Brush fire near Getty Center in Los Angeles shuts down I-405, forces evacuations
At least 4 homes burned in LA-area Skirball Fire
Jermaine Ong , City News Service
5:32 AM, Dec 6, 2017
11:21 PM, Dec 6, 2017
(KGTV/CNS) - A fast-moving brush fire erupted Wednesday morning near the Getty Center in Los Angeles, shutting down a stretch of Interstate 405 and forcing mandatory evacuations as flames destroyed several homes.
The blaze, dubbed the Skirball Fire, erupted for unknown reasons shortly before 5 a.m. in an area off northbound Interstate 405 and Mulholland Drive, near the upscale Bel Air area.
Los Angeles Fire Department officials said the fire initially charred six acres but it expanded to at least 50 acres burned about 30 minutes later due to high winds.
As of 3 p.m., officials said the Skirball Fire has burned 475 acres with 5% containment.
The fire threatened homes toward the top of the hill on the east side of the freeway. Four homes were destroyed and two others may have been damaged, Los Angeles Mayor Eric Garcetti said, but more structures could be seen burning as the fire continued its march.
About 500 firefighters were sent to battle the fire, including 350 from the LAFD. Other agencies assisting including the U.S. Forest Service. Six fixed-wing aircraft and a number of helicopters were deployed to the scene, Garcetti said.

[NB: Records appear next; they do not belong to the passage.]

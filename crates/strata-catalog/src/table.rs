//! Table descriptors: identity, location, mutability tier, lifecycle flag.
//!
//! A [`CatalogEntry`] is the durable descriptor for one catalog table. It
//! composes the other components but mutates none of their state directly:
//! guard checks go through [`CatalogEntry::check`], lifecycle transitions
//! through [`CatalogEntry::apply_lifecycle`], and snapshot resolution through
//! [`CatalogEntry::resolve_current_snapshot`].
//!
//! The lifecycle flag is the only mutable state an entry carries. Everything
//! else (identity, location, tier, connection parameters) is fixed at
//! creation, which is what makes drop-then-undrop restore the exact
//! pre-drop queryable state.

use chrono::{DateTime, Utc};
use serde::{Deserialize, Serialize};
use std::sync::Mutex;

use strata_core::{StorageLocation, TableId};

use crate::error::{CatalogError, Result};
use crate::guard::MutabilityGuard;
use crate::lifecycle::{LifecycleManager, LifecycleTransition};
use crate::manifest::SnapshotPointer;
use crate::operation::MutationRequest;
use crate::resolver::AttachmentResolver;

/// Mutability tier of a table.
///
/// The tier is fixed at creation time: no operation promotes a
/// `ReadOnlyAttached` table to `Normal`.
#[derive(Debug, Clone, Copy, PartialEq, Eq, Hash, Serialize, Deserialize)]
#[serde(rename_all = "camelCase")]
pub enum MutabilityTier {
    /// Ordinary table; all operations admitted (subject to external checks).
    Normal,
    /// Read-only alias over another table's storage location. The data at the
    /// location belongs to the owner table; this table never commits.
    ReadOnlyAttached,
}

/// Lifecycle state of a catalog entry.
#[derive(Debug, Clone, Copy, PartialEq, Eq, Hash, Serialize, Deserialize)]
#[serde(rename_all = "camelCase")]
pub enum LifecycleState {
    /// Visible to ordinary queries.
    Active,
    /// Hidden from ordinary queries; all metadata retained.
    SoftDropped,
}

/// Durable descriptor for one catalog table.
#[derive(Debug)]
pub struct CatalogEntry {
    id: TableId,
    name: String,
    location: StorageLocation,
    tier: MutabilityTier,
    created_at: DateTime<Utc>,
    lifecycle: Mutex<LifecycleState>,
}

impl CatalogEntry {
    /// Creates an active entry with a freshly generated ID.
    #[must_use]
    pub fn new(name: impl Into<String>, location: StorageLocation, tier: MutabilityTier) -> Self {
        Self {
            id: TableId::generate(),
            name: name.into(),
            location,
            tier,
            created_at: Utc::now(),
            lifecycle: Mutex::new(LifecycleState::Active),
        }
    }

    /// Returns the stable table identity.
    #[must_use]
    pub const fn id(&self) -> TableId {
        self.id
    }

    /// Returns the table name.
    #[must_use]
    pub fn name(&self) -> &str {
        &self.name
    }

    /// Returns the storage location this entry is bound to.
    #[must_use]
    pub const fn location(&self) -> &StorageLocation {
        &self.location
    }

    /// Returns the mutability tier.
    #[must_use]
    pub const fn tier(&self) -> MutabilityTier {
        self.tier
    }

    /// Returns the creation timestamp.
    #[must_use]
    pub const fn created_at(&self) -> DateTime<Utc> {
        self.created_at
    }

    /// Returns the current lifecycle state.
    ///
    /// # Errors
    ///
    /// Returns an internal error if the lifecycle lock is poisoned.
    pub fn lifecycle_state(&self) -> Result<LifecycleState> {
        Ok(*self.lifecycle.lock().map_err(|_| {
            CatalogError::Storage(strata_core::Error::Internal {
                message: "lifecycle lock poisoned".into(),
            })
        })?)
    }

    /// Returns whether this entry is visible to ordinary queries.
    #[must_use]
    pub fn is_visible(&self) -> bool {
        matches!(self.lifecycle_state(), Ok(LifecycleState::Active))
    }

    /// Checks an operation against this table's mutability tier.
    ///
    /// Runs strictly before any storage interaction; rejection guarantees no
    /// partial side effects occurred.
    ///
    /// # Errors
    ///
    /// Returns [`CatalogError::ReadOnlyViolation`] when a mutating operation
    /// targets a read-only attached table.
    pub fn check(&self, request: &MutationRequest) -> Result<()> {
        MutabilityGuard::check(request, self.tier)
    }

    /// Applies a lifecycle transition, returning the resulting state.
    ///
    /// Transitions on one entry are mutually exclusive: concurrent calls
    /// serialize, and the loser observes the winner's state.
    ///
    /// # Errors
    ///
    /// Returns [`CatalogError::AlreadyDropped`] or [`CatalogError::NotDropped`]
    /// when the transition does not apply to the current state.
    pub fn apply_lifecycle(&self, transition: LifecycleTransition) -> Result<LifecycleState> {
        LifecycleManager::transition(self, transition)
    }

    /// Resolves the current snapshot pointer for this table's location.
    ///
    /// Delegates to the resolver; the pointer is re-resolved on every call and
    /// never cached, so the result is never staler than the call itself.
    ///
    /// # Errors
    ///
    /// Returns a resolution error if the manifest is missing, unreadable, or
    /// the endpoint cannot be reached.
    pub async fn resolve_current_snapshot(
        &self,
        resolver: &AttachmentResolver,
    ) -> Result<SnapshotPointer> {
        resolver.resolve(&self.name, &self.location).await
    }

    pub(crate) fn lifecycle_slot(&self) -> &Mutex<LifecycleState> {
        &self.lifecycle
    }
}

#[cfg(test)]
mod tests {
    use super::*;
    use crate::operation::OperationKind;

    fn entry(tier: MutabilityTier) -> CatalogEntry {
        let location = StorageLocation::parse("memory://lake/orders").expect("valid");
        CatalogEntry::new("orders", location, tier)
    }

    #[test]
    fn test_new_entry_is_active() {
        let entry = entry(MutabilityTier::Normal);
        assert_eq!(entry.lifecycle_state().unwrap(), LifecycleState::Active);
        assert!(entry.is_visible());
    }

    #[test]
    fn test_check_delegates_to_guard() {
        let attached = entry(MutabilityTier::ReadOnlyAttached);
        let request = MutationRequest::new(OperationKind::Delete, "orders");
        assert!(matches!(
            attached.check(&request),
            Err(CatalogError::ReadOnlyViolation { .. })
        ));

        let normal = entry(MutabilityTier::Normal);
        assert!(normal.check(&request).is_ok());
    }

    #[test]
    fn test_metadata_is_fixed_across_lifecycle() {
        let entry = entry(MutabilityTier::ReadOnlyAttached);
        let id = entry.id();
        let uri = entry.location().uri();

        entry
            .apply_lifecycle(LifecycleTransition::DropSoft)
            .expect("drop");
        entry
            .apply_lifecycle(LifecycleTransition::Undrop)
            .expect("undrop");

        assert_eq!(entry.id(), id);
        assert_eq!(entry.location().uri(), uri);
        assert_eq!(entry.tier(), MutabilityTier::ReadOnlyAttached);
    }
}
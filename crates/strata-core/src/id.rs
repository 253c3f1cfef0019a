//! Strongly-typed identifiers for Strata entities.
//!
//! Identifiers are:
//! - **Strongly typed**: prevents mixing up different ID types at compile time
//! - **Lexicographically sortable**: ULIDs encode creation time and sort naturally
//! - **Globally unique**: no coordination required for generation
//!
//! # Example
//!
//! ```rust
//! use strata_core::id::TableId;
//!
//! let id = TableId::generate();
//! assert_eq!(id.to_string().len(), 26);
//! ```

use serde::{Deserialize, Serialize};
use std::fmt;
use std::str::FromStr;
use ulid::Ulid;

use crate::error::{Error, Result};

/// A unique identifier for a table in the catalog.
///
/// Table identity is stable across lifecycle transitions: a soft-dropped
/// table keeps its ID and regains it unchanged on undrop.
#[derive(Debug, Clone, Copy, PartialEq, Eq, Hash, PartialOrd, Ord, Serialize, Deserialize)]
#[serde(transparent)]
pub struct TableId(Ulid);

impl TableId {
    /// Generates a new unique table ID.
    #[must_use]
    pub fn generate() -> Self {
        Self(Ulid::new())
    }

    /// Creates a table ID from a raw ULID.
    #[must_use]
    pub const fn from_ulid(ulid: Ulid) -> Self {
        Self(ulid)
    }

    /// Returns the underlying ULID.
    #[must_use]
    pub const fn as_ulid(&self) -> Ulid {
        self.0
    }

    /// Returns the creation timestamp encoded in the ID.
    #[must_use]
    pub fn created_at(&self) -> chrono::DateTime<chrono::Utc> {
        let ms = self.0.timestamp_ms();
        chrono::DateTime::from_timestamp_millis(ms as i64).unwrap_or_else(chrono::Utc::now)
    }
}

impl fmt::Display for TableId {
    fn fmt(&self, f: &mut fmt::Formatter<'_>) -> fmt::Result {
        write!(f, "{}", self.0)
    }
}

impl FromStr for TableId {
    type Err = Error;

    fn from_str(s: &str) -> Result<Self> {
        Ulid::from_string(s)
            .map(Self)
            .map_err(|e| Error::InvalidId {
                message: format!("invalid table ID '{s}': {e}"),
            })
    }
}
//! Durable storage backends for snapshots and versions.
//!
//! The managers persist two things per record: the configuration text
//! (content) and a JSON metadata document. Both go through the
//! [`ObjectStore`] trait as (bucket, key) pairs so the engine can sit on a
//! directory tree, an in-memory map, or anything else that can hold named
//! blobs.
//!
//! Reads degrade instead of failing the whole manager: a missing bucket
//! lists as empty, and callers skip entries they cannot decode. A corrupt
//! index must never prevent new snapshots from being created.

use std::fs;
use std::io::ErrorKind;
use std::path::PathBuf;

use dashmap::DashMap;
use thiserror::Error;

/// Errors from storage backends.
#[derive(Error, Debug)]
pub enum StoreError {
    /// The requested object does not exist.
    #[error("object {bucket}/{key} not found")]
    NotFound {
        /// Bucket name
        bucket: String,
        /// Object key
        key: String,
    },

    /// Underlying I/O failure.
    #[error("IO error: {0}")]
    Io(#[from] std::io::Error),
}

/// Result type for store operations.
pub type StoreResult<T> = Result<T, StoreError>;

/// A minimal named-blob store.
pub trait ObjectStore: Send + Sync {
    /// Writes an object, replacing any existing one.
    fn put(&self, bucket: &str, key: &str, data: &[u8]) -> StoreResult<()>;

    /// Reads an object.
    fn get(&self, bucket: &str, key: &str) -> StoreResult<Vec<u8>>;

    /// Returns true if the object exists.
    fn exists(&self, bucket: &str, key: &str) -> bool;

    /// Lists the keys in a bucket, sorted. A missing bucket is empty.
    fn list(&self, bucket: &str) -> StoreResult<Vec<String>>;

    /// Deletes an object. Deleting a missing object is a no-op.
    fn delete(&self, bucket: &str, key: &str) -> StoreResult<()>;
}

// ============================================================================
// Filesystem store
// ============================================================================

/// Directory-per-bucket filesystem store.
#[derive(Debug, Clone)]
pub struct FsStore {
    root: PathBuf,
}

impl FsStore {
    /// Creates a store rooted at the given directory, creating it if needed.
    pub fn new(root: impl Into<PathBuf>) -> StoreResult<Self> {
        let root = root.into();
        fs::create_dir_all(&root)?;
        Ok(Self { root })
    }

    fn object_path(&self, bucket: &str, key: &str) -> PathBuf {
        self.root.join(bucket).join(key)
    }
}

impl ObjectStore for FsStore {
    fn put(&self, bucket: &str, key: &str, data: &[u8]) -> StoreResult<()> {
        let dir = self.root.join(bucket);
        fs::create_dir_all(&dir)?;
        fs::write(dir.join(key), data)?;
        Ok(())
    }

    fn get(&self, bucket: &str, key: &str) -> StoreResult<Vec<u8>> {
        match fs::read(self.object_path(bucket, key)) {
            Ok(data) => Ok(data),
            Err(e) if e.kind() == ErrorKind::NotFound => Err(StoreError::NotFound {
                bucket: bucket.to_string(),
                key: key.to_string(),
            }),
            Err(e) => Err(e.into()),
        }
    }

    fn exists(&self, bucket: &str, key: &str) -> bool {
        self.object_path(bucket, key).exists()
    }

    fn list(&self, bucket: &str) -> StoreResult<Vec<String>> {
        let dir = self.root.join(bucket);
        let entries = match fs::read_dir(&dir) {
            Ok(entries) => entries,
            Err(e) if e.kind() == ErrorKind::NotFound => return Ok(Vec::new()),
            Err(e) => return Err(e.into()),
        };

        let mut keys = Vec::new();
        for entry in entries {
            let entry = entry?;
            if entry.file_type()?.is_file() {
                keys.push(entry.file_name().to_string_lossy().to_string());
            }
        }
        keys.sort();
        Ok(keys)
    }

    fn delete(&self, bucket: &str, key: &str) -> StoreResult<()> {
        match fs::remove_file(self.object_path(bucket, key)) {
            Ok(()) => Ok(()),
            Err(e) if e.kind() == ErrorKind::NotFound => Ok(()),
            Err(e) => Err(e.into()),
        }
    }
}

// ============================================================================
// In-memory store
// ============================================================================

/// In-memory store for tests and ephemeral engines.
#[derive(Debug, Default)]
pub struct MemoryStore {
    objects: DashMap<(String, String), Vec<u8>>,
}

impl MemoryStore {
    /// Creates an empty in-memory store.
    pub fn new() -> Self {
        Self::default()
    }
}

impl ObjectStore for MemoryStore {
    fn put(&self, bucket: &str, key: &str, data: &[u8]) -> StoreResult<()> {
        self.objects
            .insert((bucket.to_string(), key.to_string()), data.to_vec());
        Ok(())
    }

    fn get(&self, bucket: &str, key: &str) -> StoreResult<Vec<u8>> {
        self.objects
            .get(&(bucket.to_string(), key.to_string()))
            .map(|entry| entry.value().clone())
            .ok_or_else(|| StoreError::NotFound {
                bucket: bucket.to_string(),
                key: key.to_string(),
            })
    }

    fn exists(&self, bucket: &str, key: &str) -> bool {
        self.objects
            .contains_key(&(bucket.to_string(), key.to_string()))
    }

    fn list(&self, bucket: &str) -> StoreResult<Vec<String>> {
        let mut keys: Vec<String> = self
            .objects
            .iter()
            .filter(|entry| entry.key().0 == bucket)
            .map(|entry| entry.key().1.clone())
            .collect();
        keys.sort();
        Ok(keys)
    }

    fn delete(&self, bucket: &str, key: &str) -> StoreResult<()> {
        self.objects.remove(&(bucket.to_string(), key.to_string()));
        Ok(())
    }
}
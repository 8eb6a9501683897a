//! Configuration tree model.
//!
//! A configuration is a tree of named nodes. Interior nodes group related
//! settings; leaves carry scalar values. Deletes are tombstones: the node
//! stays addressable (and visible to [`ConfigNode::flatten`]) but is excluded
//! from [`ConfigNode::to_dict`] exports.
//!
//! Two invariants hold at all times:
//!
//! - A node with a value has no children, and vice versa. [`ConfigNode::set_value`]
//!   evicts children; [`ConfigNode::add_child`] clears the value.
//! - A node's `path` equals its parent's path plus its own name.
//!   [`ConfigNode::rename_child`] rewrites descendant paths to preserve this.

use indexmap::IndexMap;
use serde_json::Value;

use crate::parser::{CommandType, ConfigCommand};

/// An ordered sequence of path segments locating a node in the tree.
pub type ConfigPath = Vec<String>;

/// A node in the configuration tree.
#[derive(Debug, Clone, Default, PartialEq)]
pub struct ConfigNode {
    /// Path from the tree root to this node.
    pub path: ConfigPath,
    /// Scalar content; present only on leaves.
    pub value: Option<Value>,
    /// Child nodes, keyed by segment name (insertion order preserved).
    pub children: IndexMap<String, ConfigNode>,
    /// Tombstone flag: logically removed but retained for history.
    pub deleted: bool,
    /// Free-text annotation attached by a `comment` command.
    pub comment: Option<String>,
}

impl ConfigNode {
    /// Creates an empty root node.
    pub fn new() -> Self {
        Self::default()
    }

    /// Creates an empty node at the given path.
    pub fn with_path(path: ConfigPath) -> Self {
        Self {
            path,
            ..Self::default()
        }
    }

    /// Returns the node's own segment name (empty for the root).
    pub fn name(&self) -> &str {
        self.path.last().map(String::as_str).unwrap_or("")
    }

    /// Returns true if this node has neither value nor children.
    pub fn is_empty_leaf(&self) -> bool {
        self.value.is_none() && self.children.is_empty()
    }

    /// Adds a child node, returning the existing child if already present.
    ///
    /// Adding a child to a valued node clears the value, preserving the
    /// value/children exclusivity invariant.
    pub fn add_child(&mut self, name: impl Into<String>) -> &mut ConfigNode {
        let name = name.into();
        if self.value.is_some() {
            self.value = None;
        }
        let mut child_path = self.path.clone();
        child_path.push(name.clone());
        self.children
            .entry(name)
            .or_insert_with(|| ConfigNode::with_path(child_path))
    }

    /// Looks up a descendant by path; absence at any level yields `None`.
    pub fn get_child<S: AsRef<str>>(&self, path: &[S]) -> Option<&ConfigNode> {
        match path.split_first() {
            None => Some(self),
            Some((first, rest)) => self.children.get(first.as_ref())?.get_child(rest),
        }
    }

    /// Mutable variant of [`ConfigNode::get_child`].
    pub fn get_child_mut<S: AsRef<str>>(&mut self, path: &[S]) -> Option<&mut ConfigNode> {
        match path.split_first() {
            None => Some(self),
            Some((first, rest)) => self.children.get_mut(first.as_ref())?.get_child_mut(rest),
        }
    }

    /// Assigns a scalar value, evicting any existing children.
    pub fn set_value(&mut self, value: impl Into<Value>) {
        self.value = Some(value.into());
        self.children.clear();
    }

    /// Re-keys a direct child, preserving its subtree.
    ///
    /// Descendant `path` fields are rewritten under the new name. Renaming
    /// onto an existing name replaces that sibling. Returns false if `old`
    /// does not exist.
    pub fn rename_child(&mut self, old: &str, new_name: &str) -> bool {
        let Some(mut node) = self.children.shift_remove(old) else {
            return false;
        };
        node.rebase(&self.path, new_name);
        self.children.insert(new_name.to_string(), node);
        true
    }

    fn rebase(&mut self, parent_path: &[String], name: &str) {
        self.path = parent_path.to_vec();
        self.path.push(name.to_string());
        let own_path = self.path.clone();
        for (child_name, child) in self.children.iter_mut() {
            let child_name = child_name.clone();
            child.rebase(&own_path, &child_name);
        }
    }

    /// Flattens the tree into a dotted-path → value map.
    ///
    /// Only leaf values are emitted. Tombstoned nodes are included so the
    /// delete history stays inspectable; use [`ConfigNode::to_dict`] for an
    /// export that honors tombstones.
    pub fn flatten(&self) -> std::collections::BTreeMap<String, Value> {
        let mut result = std::collections::BTreeMap::new();
        self.flatten_into("", &mut result);
        result
    }

    fn flatten_into(&self, prefix: &str, out: &mut std::collections::BTreeMap<String, Value>) {
        for (name, child) in &self.children {
            let full_path = if prefix.is_empty() {
                name.clone()
            } else {
                format!("{prefix}.{name}")
            };
            if let Some(value) = &child.value {
                out.insert(full_path, value.clone());
            } else if !child.children.is_empty() {
                child.flatten_into(&full_path, out);
            }
        }
    }

    /// Exports the tree as a nested JSON object, skipping tombstoned subtrees.
    pub fn to_dict(&self) -> Value {
        let mut map = serde_json::Map::new();
        for (name, child) in &self.children {
            if child.deleted {
                continue;
            }
            if let Some(value) = &child.value {
                map.insert(name.clone(), value.clone());
            } else if !child.children.is_empty() {
                map.insert(name.clone(), child.to_dict());
            }
        }
        Value::Object(map)
    }

    /// Builds a tree from a nested JSON object.
    ///
    /// Non-object input yields an empty tree. The result never contains
    /// tombstoned nodes.
    pub fn from_dict(data: &Value) -> ConfigNode {
        let mut root = ConfigNode::new();
        if let Value::Object(map) = data {
            populate(&mut root, map);
        }
        root
    }

    /// Applies a parsed command to the tree.
    ///
    /// Intermediate nodes are created as needed for every command type.
    /// `delete` tombstones the final child if present (idempotent, no-op when
    /// absent); `comment` attaches text only to an existing node; `edit` is a
    /// no-op here — its cursor is maintained by the apply loop in the parser.
    pub fn apply(&mut self, command: &ConfigCommand) {
        let Some((last, parents)) = command.path.split_last() else {
            return;
        };

        let mut node = self;
        for part in parents {
            node = node.add_child(part.clone());
        }

        match command.command_type {
            CommandType::Set => {
                let child = node.add_child(last.clone());
                child.deleted = false;
                if let Some(value) = &command.value {
                    child.set_value(Value::String(value.clone()));
                }
            }
            CommandType::Delete => {
                if let Some(child) = node.children.get_mut(last) {
                    child.deleted = true;
                }
            }
            CommandType::Comment => {
                if let Some(child) = node.children.get_mut(last) {
                    child.comment = command.value.clone();
                }
            }
            CommandType::Rename => {
                if let Some(new_name) = &command.value {
                    node.rename_child(last, new_name);
                }
            }
            CommandType::Edit => {}
        }
    }
}

fn populate(node: &mut ConfigNode, map: &serde_json::Map<String, Value>) {
    for (key, value) in map {
        let child = node.add_child(key.clone());
        match value {
            Value::Object(inner) => populate(child, inner),
            other => child.set_value(other.clone()),
        }
    }
}

/// Renders a scalar value without JSON quoting for strings.
pub fn scalar_to_string(value: &Value) -> String {
    match value {
        Value::String(s) => s.clone(),
        other => other.to_string(),
    }
}

#[cfg(test)]
mod tests {
    use super::*;
    use serde_json::json;

    #[test]
    fn test_add_child_is_idempotent() {
        let mut root = ConfigNode::new();
        root.add_child("interfaces").add_child("eth0");
        root.add_child("interfaces");
        assert_eq!(root.children.len(), 1);
        assert_eq!(root.children["interfaces"].children.len(), 1);
    }

    #[test]
    fn test_value_children_exclusivity() {
        let mut node = ConfigNode::new();
        node.add_child("a").set_value("1");
        // set_value on the parent evicts children
        node.set_value("scalar");
        assert!(node.children.is_empty());
        assert_eq!(node.value, Some(json!("scalar")));

        // adding a child to a valued node clears the value
        node.add_child("b");
        assert!(node.value.is_none());
        assert_eq!(node.children.len(), 1);
    }

    #[test]
    fn test_paths_track_parents() {
        let mut root = ConfigNode::new();
        let leaf = root.add_child("system").add_child("host-name");
        assert_eq!(leaf.path, vec!["system".to_string(), "host-name".to_string()]);
    }

    #[test]
    fn test_rename_rewrites_descendant_paths() {
        let mut root = ConfigNode::new();
        root.add_child("interfaces")
            .add_child("eth0")
            .add_child("address")
            .set_value("10.0.0.1/24");

        let interfaces = root.get_child_mut(&["interfaces"]).unwrap();
        assert!(interfaces.rename_child("eth0", "eth1"));

        let address = root.get_child(&["interfaces", "eth1", "address"]).unwrap();
        assert_eq!(
            address.path,
            vec!["interfaces".to_string(), "eth1".to_string(), "address".to_string()]
        );
        assert!(root.get_child(&["interfaces", "eth0"]).is_none());
    }

    #[test]
    fn test_flatten_includes_tombstones() {
        let mut root = ConfigNode::new();
        root.add_child("system").add_child("host-name").set_value("router1");
        root.get_child_mut(&["system", "host-name"]).unwrap().deleted = true;

        let flat = root.flatten();
        assert_eq!(flat.get("system.host-name"), Some(&json!("router1")));
        assert_eq!(root.to_dict(), json!({}));
    }

    #[test]
    fn test_to_dict_skips_valueless_leaves() {
        let mut root = ConfigNode::new();
        root.add_child("service").add_child("ssh");
        assert_eq!(root.to_dict(), json!({}));
    }

    #[test]
    fn test_from_dict_round_trip() {
        let data = json!({
            "interfaces": {
                "ethernet": {
                    "eth0": {"address": "192.168.1.1/24", "description": "Uplink"}
                }
            },
            "system": {"host-name": "router1"}
        });
        let tree = ConfigNode::from_dict(&data);
        assert_eq!(tree.to_dict(), data);
    }

    #[test]
    fn test_scalar_to_string() {
        assert_eq!(scalar_to_string(&json!("eth0")), "eth0");
        assert_eq!(scalar_to_string(&json!(1500)), "1500");
        assert_eq!(scalar_to_string(&json!(true)), "true");
    }
}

"These are days that break your heart; but these are also days that show the resilience of our city," Garcetti said.
Garcetti Wednesday afternoon declared a local state of emergency in response to the fire and requested state and federal assistance.
Fire officials believe wind conditions could worsen through the remainder of the day and into the late evening.
A Red Flag warning remains in effect for the region.
The Getty Center and the nearby Skirball Center are both on the west side of the freeway, and did not appear to be threatened. Both were closed for the day, as was Santa Monica College and all schools in the Santa Monica-Malibu school district. Getty Center officials said Wednesday that famous works of art were safe.
Shortly after 6 a.m., mandatory evacuations were ordered for Moraga Drive, Linda Flora Drive, and Casiano Road, down to Bellagio Road, according to the LAFD. The evacuation order was later expanded, covering a large area bounded by Mulholland Drive to the north, Sunset Boulevard to the south, the 405 to the west and Roscomare Road on the east.
The exception to the evacuation order was the Bel Air Crest housing development, which was not threatened, Garcetti said.
About 100 officers from the Los Angeles Police Department were sent to the neighborhood to handle evacuation orders, said LAPD Chief Charlie Beck.
Citywide, about 600 officers were assigned to coordinate security and various "firefighting events," Beck said.
Evacuation centers have been established at Delano Recreation Center, 15100 Erwin St., Van Nuys; Balboa RC, 17015 Burbank Blvd., Van Nuys; Sherman Oaks RC, 14201 Huston St., Sherman Oaks; and Westwood RC, 1350 Sepulveda Blvd., Westwood.
According to the Bloomberg News, a 7,500-square-foot home and winery owned by Fox News CEO Rubert Murdoch is in the path of the fire. The property, known as the Moraga Estate, was purchased by Murdoch in 2013 for nearly $30 million.
The Hollywood Reporter said the Mandeville and Bel Air neighborhoods, where celebrities such as Gwyneth Paltrow, Dr. Dre and Jennifer Aniston live, are among the areas that have been evacuated.
After the fire began, the northbound lanes of I-405 were closed at Bel Air Crest Road all the way back to Olympic Boulevard in West Los Angeles. Firefighting crews set up on the southbound side of I-405 to prevent the fire from jumping the freeway, and northbound vehicles were being turned back.
Shortly before 7 a.m., the California Highway Patrol closed the entire I-405 freeway between the Ventura (101) Freeway and the Santa Monica (10) Freeway, along with on-ramps and off-ramps and freeway transition roads in the affected area. The closure led to massive congestion on many streets in the San Fernando Valley and in West Los Angeles.
About 9 a.m., the southbound freeway was reopened, but some onramps and offramps remained closed in the area, as was a section of Mulholland Drive, the CHP reported.
REVISED: UCLA remains open. Students who are on campus should report to class as normal. Students, faculty and staff off campus should only come if safely able. More at UCLA Newsroom https://t.co/Lac5zkXxhh
The fire was burning in the same general area as the devastating Bel Air Fire of 1961. That blaze destroyed about 500 homes and led to various policy changes, including a prohibition on wood-shingle roofs and the strict requirement to remove brush from around properties.
No injuries have been reported as a result of the fire.